In the battles until March 18, the detachment of Korotkevich lost 36 officers and 3,114 soldiers killed, 7,150 prisoners, 111 officers and 11,744 soldiers wounded, 30 machine guns, several guns. 5 officers and 351 soldiers were taken prisoner. The chief of staff of the 5th Army, Major General N. Sievers, informed the headquarters of the armies of the North-Western Front that the army was moving on to strengthening its positions, not hoping to quickly regain the territory lost at the beginning of the battle. The losses of the 4th Army (a detachment of Papengut and the Grenadier Corps) amounted to 774 killed, 71 missing, 2,709 wounded; the German Landwehr Corps lost 120 killed, 22 missing, 445 wounded. In general, the cessation of active operations on the Pilica River made it possible to transfer the 23rd Infantry Division from the 4th Army to the Carpathians. From the German 9th Army, the 25th and 35th Reserve Divisions were sent to the Carpathians.

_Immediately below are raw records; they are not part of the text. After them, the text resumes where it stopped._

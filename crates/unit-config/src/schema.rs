//! Runtime configuration schema and validation

use serde::{Deserialize, Serialize};

use crate::ValidationError;

/// Current on-disk schema version
pub const SCHEMA_VERSION: u32 = 1;

/// Placeholder shown instead of a configured API key
pub const MASKED_SECRET: &str = "***";

const MAX_STRING_LEN: usize = 127;
const MAX_URL_LEN: usize = 255;
const MAX_API_KEY_LEN: usize = 63;

/// Device identity
#[derive(Debug, Clone, PartialEq, Serialize, Deserialize)]
#[serde(default)]
pub struct DeviceConfig {
    pub id: String,
    pub name: String,
}

impl Default for DeviceConfig {
    fn default() -> Self {
        Self {
            id: "apis-unknown".to_string(),
            name: "APIS Unit".to_string(),
        }
    }
}

/// Backend server link
#[derive(Debug, Clone, PartialEq, Serialize, Deserialize)]
#[serde(default)]
pub struct ServerConfig {
    /// Base URL, empty for offline operation
    pub url: String,
    /// API key sent as `X-API-Key`
    pub api_key: String,
    /// Heartbeat period (seconds)
    pub heartbeat_interval_seconds: u32,
}

impl Default for ServerConfig {
    fn default() -> Self {
        Self {
            url: "https://apis.honeybeegood.be".to_string(),
            api_key: String::new(),
            heartbeat_interval_seconds: 60,
        }
    }
}

/// Detection tuning exposed to the operator
#[derive(Debug, Clone, PartialEq, Serialize, Deserialize)]
#[serde(default)]
pub struct DetectionConfig {
    pub enabled: bool,
    /// Minimum blob size (pixels)
    pub min_size_px: u32,
    /// Hover time before a detection counts (milliseconds)
    pub hover_threshold_ms: u32,
    pub fps: u32,
}

impl Default for DetectionConfig {
    fn default() -> Self {
        Self {
            enabled: true,
            min_size_px: 18,
            hover_threshold_ms: 1000,
            fps: 10,
        }
    }
}

/// Laser safety limits
#[derive(Debug, Clone, PartialEq, Serialize, Deserialize)]
#[serde(default)]
pub struct LaserConfig {
    pub enabled: bool,
    /// Maximum continuous on-time (seconds)
    pub max_duration_seconds: u32,
    /// Forced off-time after an activation (seconds)
    pub cooldown_seconds: u32,
}

impl Default for LaserConfig {
    fn default() -> Self {
        Self {
            enabled: true,
            max_duration_seconds: 10,
            cooldown_seconds: 5,
        }
    }
}

/// Complete runtime configuration
#[derive(Debug, Clone, PartialEq, Serialize, Deserialize)]
#[serde(default)]
pub struct UnitConfig {
    pub schema_version: u32,
    pub device: DeviceConfig,
    pub server: ServerConfig,
    pub detection: DetectionConfig,
    pub laser: LaserConfig,
    pub armed: bool,
    pub needs_setup: bool,
    /// RFC 3339 timestamp of the last accepted change
    pub updated_at: String,
}

impl Default for UnitConfig {
    fn default() -> Self {
        Self {
            schema_version: SCHEMA_VERSION,
            device: DeviceConfig::default(),
            server: ServerConfig::default(),
            detection: DetectionConfig::default(),
            laser: LaserConfig::default(),
            armed: false,
            needs_setup: true,
            updated_at: String::new(),
        }
    }
}

impl UnitConfig {
    /// Copy safe to hand out over the network
    pub fn public_view(&self) -> UnitConfig {
        let mut out = self.clone();
        if !out.server.api_key.is_empty() {
            out.server.api_key = MASKED_SECRET.to_string();
        }
        out
    }

    /// Check every field, reporting the first violation
    pub fn validate(&self) -> Result<(), ValidationError> {
        check_len(&self.device.id, MAX_STRING_LEN, "device.id")?;
        check_len(&self.device.name, MAX_STRING_LEN, "device.name")?;

        check_len(&self.server.url, MAX_URL_LEN, "server.url")?;
        if !self.server.url.is_empty()
            && !self.server.url.starts_with("http://")
            && !self.server.url.starts_with("https://")
        {
            return Err(ValidationError::new(
                "server.url",
                "URL must start with http:// or https://",
            ));
        }
        check_len(&self.server.api_key, MAX_API_KEY_LEN, "server.api_key")?;
        check_range(
            self.server.heartbeat_interval_seconds,
            10,
            3600,
            "server.heartbeat_interval_seconds",
        )?;

        check_range(self.detection.min_size_px, 1, 200, "detection.min_size_px")?;
        check_range(
            self.detection.hover_threshold_ms,
            100,
            10_000,
            "detection.hover_threshold_ms",
        )?;
        check_range(self.detection.fps, 1, 30, "detection.fps")?;

        check_range(
            self.laser.max_duration_seconds,
            1,
            30,
            "laser.max_duration_seconds",
        )?;
        check_range(self.laser.cooldown_seconds, 1, 60, "laser.cooldown_seconds")?;

        Ok(())
    }
}

fn check_len(value: &str, max: usize, field: &str) -> Result<(), ValidationError> {
    if value.chars().count() > max {
        return Err(ValidationError::new(
            field,
            format!("Must be at most {} characters", max),
        ));
    }
    Ok(())
}

fn check_range(value: u32, min: u32, max: u32, field: &str) -> Result<(), ValidationError> {
    if value < min || value > max {
        return Err(ValidationError::new(
            field,
            format!("Value must be between {} and {}", min, max),
        ));
    }
    Ok(())
}

#[cfg(test)]
mod tests {
    use super::*;

    #[test]
    fn test_defaults_are_valid() {
        let config = UnitConfig::default();
        assert!(config.validate().is_ok());
        assert!(!config.armed);
        assert!(config.needs_setup);
        assert_eq!(config.detection.fps, 10);
    }

    #[test]
    fn test_range_violation_names_field() {
        let mut config = UnitConfig::default();
        config.detection.fps = 31;

        let err = config.validate().unwrap_err();
        assert_eq!(err.field, "detection.fps");
        assert_eq!(err.message, "Value must be between 1 and 30");
    }

    #[test]
    fn test_url_scheme() {
        let mut config = UnitConfig::default();
        config.server.url = "ftp://example.com".to_string();
        assert_eq!(config.validate().unwrap_err().field, "server.url");

        // Empty URL means offline mode
        config.server.url.clear();
        assert!(config.validate().is_ok());
    }

    #[test]
    fn test_public_view_masks_key() {
        let mut config = UnitConfig::default();
        assert_eq!(config.public_view().server.api_key, "");

        config.server.api_key = "secret-key".to_string();
        let public = config.public_view();
        assert_eq!(public.server.api_key, MASKED_SECRET);
        assert_eq!(config.server.api_key, "secret-key");
    }
}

On March 21, R. von Frommel stopped the attacks.

== Outcome ==
The battles in March 1915 again showed the approximate equality of forces and the superiority of defense over attack. Having suffered significant losses, the German troops were unable to solve the assigned tasks: to break through the defense of the outnumbered Russian troops or even prevent the transfer of forces from this sector of the front to the Narew River and to the Carpathians. The need to reinforce the Austro-Hungarians in the Carpathians and the armies of the German Eastern Front on the Narew and Bobr rivers forced Hindenburg to significantly weaken the 9th Army.